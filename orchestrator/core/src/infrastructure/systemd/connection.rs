// Copyright (c) 2026 100monkeys.ai
// SPDX-License-Identifier: AGPL-3.0
//! systemctl-backed connection
//!
//! Talks to the systemd manager through its command line tools, the same way
//! service installation does: `systemd-run` for transient units and
//! `systemctl` for everything else. Unit watches poll `list-units`.

use crate::domain::node_config::SystemdConfig;
use crate::domain::systemd::{
    JobMode, SystemdConnection, SystemdConnector, SystemdError, TransientUnitProperties,
    UnitStatus, UnitSubscription, WatchOptions, JOB_RESULT_DONE,
};
use crate::infrastructure::systemd::subscription::spawn_unit_watch;
use async_trait::async_trait;
use parking_lot::Mutex;
use serde::Deserialize;
use std::ffi::OsString;
use std::path::PathBuf;
use std::process::Stdio;
use std::sync::Arc;
use tokio::process::Command;
use tokio::sync::mpsc;
use tokio_util::sync::CancellationToken;
use tracing::{debug, info};

#[derive(Clone)]
pub struct SystemctlConnection {
    config: Arc<SystemdConfig>,
    /// Present while subscribed; cancelling it ends every watch of this connection.
    subscription: Arc<Mutex<Option<CancellationToken>>>,
}

impl SystemctlConnection {
    pub fn new(config: SystemdConfig) -> Self {
        Self {
            config: Arc::new(config),
            subscription: Arc::new(Mutex::new(None)),
        }
    }

    fn command(&self, program: &str) -> Command {
        let mut command = Command::new(program);
        if self.config.user_mode {
            command.arg("--user");
        }
        command
            .stdin(Stdio::null())
            .stdout(Stdio::piped())
            .stderr(Stdio::piped())
            .kill_on_drop(true);
        command
    }

    async fn run(&self, mut command: Command, label: &str) -> Result<String, SystemdError> {
        debug!(command = label, "Running systemd command");
        let output = command.output().await.map_err(|source| SystemdError::Spawn {
            command: label.to_string(),
            source,
        })?;

        if !output.status.success() {
            return Err(SystemdError::CommandFailed {
                command: label.to_string(),
                status: output.status.to_string(),
                stderr: String::from_utf8_lossy(&output.stderr).trim().to_string(),
            });
        }
        Ok(String::from_utf8_lossy(&output.stdout).into_owned())
    }

    /// Check that the manager answers.
    pub async fn ping(&self) -> Result<(), SystemdError> {
        let mut command = self.command(&self.config.systemctl_path);
        command.args(["show", "--property=Version", "--value"]);
        let version = self.run(command, "systemctl show").await?;
        debug!(version = version.trim(), "systemd manager reachable");
        Ok(())
    }
}

/// `systemd-run` arguments (after the scope flag) for a transient unit.
pub(crate) fn transient_unit_args(name: &str, properties: &TransientUnitProperties) -> Vec<String> {
    let mut args = vec![
        format!("--unit={}", name),
        format!("--description={}", properties.description),
    ];
    if properties.remain_after_exit {
        args.push("--remain-after-exit".to_string());
    }
    if let Some(slice) = &properties.slice {
        args.push(format!("--slice={}", slice));
    }
    args.push("--".to_string());
    args.extend(properties.exec_start.iter().cloned());
    args
}

/// `systemctl` arguments (after the scope flag) disabling unit files.
pub(crate) fn disable_unit_args(files: &[PathBuf], runtime: bool) -> Vec<OsString> {
    let mut args = vec![OsString::from("disable")];
    if runtime {
        args.push(OsString::from("--runtime"));
    }
    args.push(OsString::from("--"));
    args.extend(files.iter().map(|file| file.as_os_str().to_owned()));
    args
}

#[derive(Debug, Deserialize)]
struct ListedUnit {
    unit: String,
    load: String,
    active: String,
    sub: String,
    #[serde(default)]
    description: String,
}

pub(crate) fn parse_list_units(json: &str) -> Result<Vec<UnitStatus>, SystemdError> {
    let listed: Vec<ListedUnit> = serde_json::from_str(json).map_err(|e| SystemdError::Parse {
        command: "systemctl list-units".to_string(),
        reason: e.to_string(),
    })?;

    Ok(listed
        .into_iter()
        .map(|u| UnitStatus {
            name: u.unit,
            description: u.description,
            load_state: u.load,
            active_state: u.active,
            sub_state: u.sub,
        })
        .collect())
}

#[async_trait]
impl SystemdConnection for SystemctlConnection {
    async fn start_transient_unit(
        &self,
        name: &str,
        mode: JobMode,
        properties: &TransientUnitProperties,
    ) -> Result<String, SystemdError> {
        // systemd-run always queues its start job in "fail" mode
        if mode != JobMode::Fail {
            return Err(SystemdError::UnsupportedJobMode(mode));
        }
        if properties.exec_start.is_empty() {
            return Err(SystemdError::Parse {
                command: "systemd-run".to_string(),
                reason: "transient unit has no command".to_string(),
            });
        }

        let mut command = self.command(&self.config.systemd_run_path);
        command.args(transient_unit_args(name, properties));
        // Without --no-block systemd-run returns once the start job finished
        self.run(command, "systemd-run").await?;

        info!(unit = name, "Started transient unit");
        Ok(JOB_RESULT_DONE.to_string())
    }

    async fn list_units(&self) -> Result<Vec<UnitStatus>, SystemdError> {
        let mut command = self.command(&self.config.systemctl_path);
        command.args(["list-units", "--all", "--no-pager", "--output=json"]);
        let stdout = self.run(command, "systemctl list-units").await?;
        parse_list_units(&stdout)
    }

    async fn subscribe(&self) -> Result<(), SystemdError> {
        self.ping().await?;
        let mut subscription = self.subscription.lock();
        if subscription.is_none() {
            *subscription = Some(CancellationToken::new());
        }
        Ok(())
    }

    async fn unsubscribe(&self) -> Result<(), SystemdError> {
        if let Some(token) = self.subscription.lock().take() {
            token.cancel();
        }
        Ok(())
    }

    fn subscribe_units_custom(&self, options: WatchOptions) -> UnitSubscription {
        let token = self.subscription.lock().as_ref().map(CancellationToken::child_token);
        match token {
            Some(token) => spawn_unit_watch(Arc::new(self.clone()), options, token),
            None => {
                let (_, changes) = mpsc::channel(1);
                let (errors_tx, errors) = mpsc::channel(1);
                let _ = errors_tx.try_send(SystemdError::NotSubscribed);
                UnitSubscription { changes, errors }
            }
        }
    }

    async fn disable_unit_files(
        &self,
        files: &[PathBuf],
        runtime: bool,
    ) -> Result<(), SystemdError> {
        if files.is_empty() {
            return Ok(());
        }
        let mut command = self.command(&self.config.systemctl_path);
        command.args(disable_unit_args(files, runtime));
        self.run(command, "systemctl disable").await?;
        Ok(())
    }

    async fn reload(&self) -> Result<(), SystemdError> {
        let mut command = self.command(&self.config.systemctl_path);
        command.arg("daemon-reload");
        self.run(command, "systemctl daemon-reload").await?;
        Ok(())
    }
}

/// Hands out a fresh [`SystemctlConnection`] per caller.
pub struct SystemctlConnector {
    config: SystemdConfig,
}

impl SystemctlConnector {
    pub fn new(config: SystemdConfig) -> Self {
        Self { config }
    }
}

#[async_trait]
impl SystemdConnector for SystemctlConnector {
    async fn connect(&self) -> Result<Arc<dyn SystemdConnection>, SystemdError> {
        let connection = SystemctlConnection::new(self.config.clone());
        connection.ping().await?;
        Ok(Arc::new(connection))
    }
}

#[cfg(test)]
mod tests {
    use super::*;

    #[test]
    fn test_transient_unit_args() {
        let properties = TransientUnitProperties {
            exec_start: vec!["/usr/bin/docker".to_string(), "run".to_string()],
            description: "Create a repository (/var/lib/gears/git/beef)".to_string(),
            remain_after_exit: true,
            slice: Some("gear.slice".to_string()),
        };
        assert_eq!(
            transient_unit_args("job-beef.service", &properties),
            vec![
                "--unit=job-beef.service",
                "--description=Create a repository (/var/lib/gears/git/beef)",
                "--remain-after-exit",
                "--slice=gear.slice",
                "--",
                "/usr/bin/docker",
                "run",
            ]
        );
    }

    #[test]
    fn test_disable_unit_args() {
        let files = [
            PathBuf::from("/var/lib/gears/units/gear-beef.service"),
            PathBuf::from("/var/lib/gears/units/gear-cafe.service"),
        ];
        assert_eq!(
            disable_unit_args(&files, false),
            vec![
                "disable",
                "--",
                "/var/lib/gears/units/gear-beef.service",
                "/var/lib/gears/units/gear-cafe.service",
            ]
        );
        assert_eq!(
            disable_unit_args(&files[..1], true),
            vec!["disable", "--runtime", "--", "/var/lib/gears/units/gear-beef.service"]
        );
    }

    /// Fake systemctl that appends its arguments, one line per call, to `log`.
    fn recording_systemctl(dir: &std::path::Path, log: &std::path::Path) -> String {
        use std::os::unix::fs::PermissionsExt;

        let script = dir.join("systemctl");
        std::fs::write(
            &script,
            format!("#!/bin/sh\nprintf '%s\\n' \"$*\" >> {}\n", log.display()),
        )
        .unwrap();
        std::fs::set_permissions(&script, std::fs::Permissions::from_mode(0o755)).unwrap();
        script.display().to_string()
    }

    #[tokio::test]
    async fn test_disable_and_reload_invoke_systemctl() {
        let dir = tempfile::tempdir().unwrap();
        let log = dir.path().join("calls");
        let connection = SystemctlConnection::new(SystemdConfig {
            systemctl_path: recording_systemctl(dir.path(), &log),
            user_mode: true,
            ..SystemdConfig::default()
        });

        connection
            .disable_unit_files(&[PathBuf::from("/units/gear-beef.service")], true)
            .await
            .unwrap();
        connection.disable_unit_files(&[], false).await.unwrap();
        connection.reload().await.unwrap();

        let calls = std::fs::read_to_string(&log).unwrap();
        assert_eq!(
            calls,
            "--user disable --runtime -- /units/gear-beef.service\n--user daemon-reload\n"
        );
    }

    #[test]
    fn test_parse_list_units() {
        let json = r#"[
            {"unit":"job-beef.service","load":"loaded","active":"active",
             "sub":"exited","description":"Create a repository"},
            {"unit":"gear.slice","load":"loaded","active":"active",
             "sub":"active","description":"gear.slice"}
        ]"#;
        let units = parse_list_units(json).unwrap();
        assert_eq!(units.len(), 2);
        assert_eq!(units[0].name, "job-beef.service");
        assert_eq!(units[0].sub_state, "exited");
        assert_eq!(units[1].active_state, "active");
    }

    #[test]
    fn test_parse_list_units_rejects_garbage() {
        assert!(matches!(
            parse_list_units("UNIT LOAD ACTIVE SUB"),
            Err(SystemdError::Parse { .. })
        ));
    }

    #[tokio::test]
    async fn test_watch_without_subscribe_reports_error() {
        let connection = SystemctlConnection::new(SystemdConfig::default());
        let options = WatchOptions::single_unit(
            "job-beef.service",
            std::time::Duration::from_millis(10),
            2,
        );
        let mut subscription = connection.subscribe_units_custom(options);
        assert!(matches!(
            subscription.errors.recv().await,
            Some(SystemdError::NotSubscribed)
        ));
        assert!(subscription.changes.recv().await.is_none());
    }

    #[tokio::test]
    async fn test_missing_binary_is_spawn_error() {
        let connection = SystemctlConnection::new(SystemdConfig {
            systemctl_path: "/nonexistent/systemctl".to_string(),
            ..SystemdConfig::default()
        });
        assert!(matches!(connection.ping().await, Err(SystemdError::Spawn { .. })));
    }
}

◇ ◇ ◇ ◇

*Aim of the task*:
Print the first line of the records above and each line after it, exactly, through the line with "use std::path::PathBuf;".

*Response box*:
filename orchestrator/core/src/infrastructure/systemd/connection.rs
// Copyright (c) 2026 100monkeys.ai
// SPDX-License-Identifier: AGPL-3.0
//! systemctl-backed connection
//!
//! Talks to the systemd manager through its command line tools, the same way
//! service installation does: `systemd-run` for transient units and
//! `systemctl` for everything else. Unit watches poll `list-units`.

use crate::domain::node_config::SystemdConfig;
use crate::domain::systemd::{
    JobMode, SystemdConnection, SystemdConnector, SystemdError, TransientUnitProperties,
    UnitStatus, UnitSubscription, WatchOptions, JOB_RESULT_DONE,
};
use crate::infrastructure::systemd::subscription::spawn_unit_watch;
use async_trait::async_trait;
use parking_lot::Mutex;
use serde::Deserialize;
use std::ffi::OsString;
use std::path::PathBuf;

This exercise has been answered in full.